If the Wizards keep losing, Gilbert will take a pounding from the purists for the wrong reasons (he’s too candid and too much of a self-promoter) and not the right ones (he doesn’t play defense or make his teammates better). I always judge players by one simple question: Would I want to play with them? And I’d be miserable playing with Arenas. He could still save the Wizards’ season by either (A) moving to shooting guard and becoming a pure scorer, or (B) getting his teammates involved at the expense of his own scoring (something he did in the victory over Atlanta on Sunday). But that’s the frustrating thing about Gilbert: He wants to play point guard, and he wants to score 35 points a game. You can’t do both. True point guards such as Steve Nash and Chris Paul understand instinctively how to sacrifice their own scoring to get everyone else involved, then look for their own offense only if their teams need it. Gilbert seems to get this sometimes; other times, he just says “screw it” and goes for himself. And that doesn’t work if you’re trying to win a title. We have 51 seasons of evidence to back this up.

Reason No. 12,348 why I love the NBA: A Boston buddy of mine sat courtside for the Celts’ opener and sent along the following e-mail: “We were sitting near the Wizards bench and heckling Arenas that he ‘wasn’t a good enough player to be a bad teammate’ and that his teammates hated him and that he was a jerk for complaining about his teammates to his assistant coach (by the way he doesn’t talk to the head coach, just some guy on the bench). So Arenas decides in the next timeout to come over, lean down and discuss my feelings with him. He tells me that his guys love him and that he’s buying them all dinner that night. I told him that he should ’cause he’s the star and he makes more money than them, and they have to deal with him and act like they like him or they’ll be out of a job. He replied, ‘I guess you’re not getting my jersey tonight then.’ I replied that I didn’t want his jersey, but he could FedEx me one from the team he’s playing for after the All-Star Break. He walked out and missed two free throws, then looked right at me as he ran down the floor and was shaking his head.”

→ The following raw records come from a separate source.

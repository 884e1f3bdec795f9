use fulfillment_engine::db_types::{Actor, Role};
use hmac::{Hmac, Mac};
use sha2::Sha256;

type HmacSha256 = Hmac<Sha256>;

/// Base64 encoded HMAC-SHA256 of `data` under `secret`.
pub fn calculate_hmac(secret: &str, data: &[u8]) -> String {
    // HMAC accepts keys of any length, so this cannot fail.
    let mut mac = match HmacSha256::new_from_slice(secret.as_bytes()) {
        Ok(mac) => mac,
        Err(_) => return String::default(),
    };
    mac.update(data);
    base64::encode(mac.finalize().into_bytes())
}

/// The message the identity provider signs for an actor: `"{id}:{role}"`.
pub fn identity_message(id: i64, role: Role) -> String {
    format!("{id}:{role}")
}

pub fn sign_identity(secret: &str, actor: &Actor) -> String {
    calculate_hmac(secret, identity_message(actor.id, actor.role).as_bytes())
}

/// Constant-time comparison of the expected signature for `actor` with `signature`.
pub fn verify_identity(secret: &str, actor: &Actor, signature: &str) -> bool {
    let Ok(expected) = base64::decode(signature.trim()) else {
        return false;
    };
    let Ok(mut mac) = HmacSha256::new_from_slice(secret.as_bytes()) else {
        return false;
    };
    mac.update(identity_message(actor.id, actor.role).as_bytes());
    mac.verify_slice(&expected).is_ok()
}
//! Access control list middleware.
//!
//! Place it on any route or service behind the identity middleware. The verified [`Actor`] in the request extensions
//! must hold one of the roles the route allows, otherwise the request is refused with 403 Forbidden. Ownership rules
//! (which vendor owns an item, which partner is assigned) are checked by the engine, not here.
use std::{
    future::{ready, Ready},
    rc::Rc,
};

use actix_web::{
    dev::{forward_ready, Service, ServiceRequest, ServiceResponse, Transform},
    Error,
    HttpMessage,
};
use fulfillment_engine::db_types::{Actor, Role};
use futures::future::LocalBoxFuture;
use log::{debug, warn};

use crate::errors::{AuthError, ServerError};

pub struct AclMiddlewareFactory {
    allowed_roles: Vec<Role>,
}

impl AclMiddlewareFactory {
    pub fn new(allowed_roles: &[Role]) -> Self {
        AclMiddlewareFactory { allowed_roles: allowed_roles.to_vec() }
    }
}

impl<S, B> Transform<S, ServiceRequest> for AclMiddlewareFactory
where
    S: Service<ServiceRequest, Response = ServiceResponse<B>, Error = Error> + 'static,
    S::Future: 'static,
    B: 'static,
{
    type Error = Error;
    type Future = Ready<Result<Self::Transform, Self::InitError>>;
    type InitError = ();
    type Response = ServiceResponse<B>;
    type Transform = AclMiddlewareService<S>;

    fn new_transform(&self, service: S) -> Self::Future {
        ready(Ok(AclMiddlewareService { allowed_roles: self.allowed_roles.clone(), service: Rc::new(service) }))
    }
}

pub struct AclMiddlewareService<S> {
    allowed_roles: Vec<Role>,
    service: Rc<S>,
}

impl<S, B> Service<ServiceRequest> for AclMiddlewareService<S>
where
    S: Service<ServiceRequest, Response = ServiceResponse<B>, Error = Error> + 'static,
    S::Future: 'static,
    B: 'static,
{
    type Error = Error;
    type Future = LocalBoxFuture<'static, Result<Self::Response, Self::Error>>;
    type Response = ServiceResponse<B>;

    forward_ready!(service);

    fn call(&self, req: ServiceRequest) -> Self::Future {
        let service = Rc::clone(&self.service);
        let allowed_roles = self.allowed_roles.clone();
        Box::pin(async move {
            let actor = req.extensions().get::<Actor>().copied().ok_or_else(|| {
                warn!("💻️ No verified identity found in request extensions for {}", req.path());
                ServerError::AuthenticationError(AuthError::MissingHeader("X-Actor-Id"))
            })?;
            if allowed_roles.contains(&actor.role) {
                service.call(req).await
            } else {
                debug!("💻️ {actor} may not call {}", req.path());
                Err(ServerError::InsufficientPermissions(format!("{} may not access this resource", actor.role)).into())
            }
        })
    }
}
use serde::Serializer;

/// Parse a boolean flag from a string value, or return the given default value otherwise.
pub fn parse_boolean_flag(value: Option<String>, default: bool) -> bool {
    let value = match value {
        Some(v) => v,
        None => return default,
    };
    match value.trim().to_ascii_lowercase().as_str() {
        "1" | "true" | "yes" | "on" => true,
        "0" | "false" | "no" | "off" => false,
        _ => default,
    }
}

/// `****` followed by the last four characters of `value`. The length of the original is not revealed.
pub fn mask_tail(value: &str) -> String {
    let chars: Vec<char> = value.chars().collect();
    let hidden = chars.len().saturating_sub(4);
    let tail: String = chars[hidden..].iter().collect();
    format!("****{tail}")
}

/// serde helper for account numbers and other identifiers that should only ever leave the server masked.
pub fn serialize_masked<S>(value: &Option<String>, serializer: S) -> Result<S::Ok, S::Error>
where S: Serializer {
    match value {
        Some(v) => serializer.serialize_some(&mask_tail(v)),
        None => serializer.serialize_none(),
    }
}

(The NBA … it’s FANNNNNNN-tastic!)


12. MILWAUKEE BUCKS


Preseason prediction:
41 wins (sixth)
Revised prediction: 34 wins

Yi Jianlian
Thank God for “NBA League Pass.” In the old days, I would have been examining the Bucks’ box scores and wondering what the hell was wrong with them. Now, I can just watch them on TV and see the following two things:

1. Their big guys (Andrew Bogut, Chairman Yi, Dan Gadzuric, Charlie Villanueva) would be better off playing under FIBA rules — all of them are finesse guys; none of them commands a double-team; and if Dwight Howard ever puts up a 30-30 this season, it’s going to happen against the Bucks. The weird thing is I like each of those guys separately, just not together. Even on paper, it’s a weird mix — you have an Australian guy, a Chinese guy, a Dutch guy and Villanueva. I’d rather see these guys living in the same reality-TV house than trying to defend Chris Kaman.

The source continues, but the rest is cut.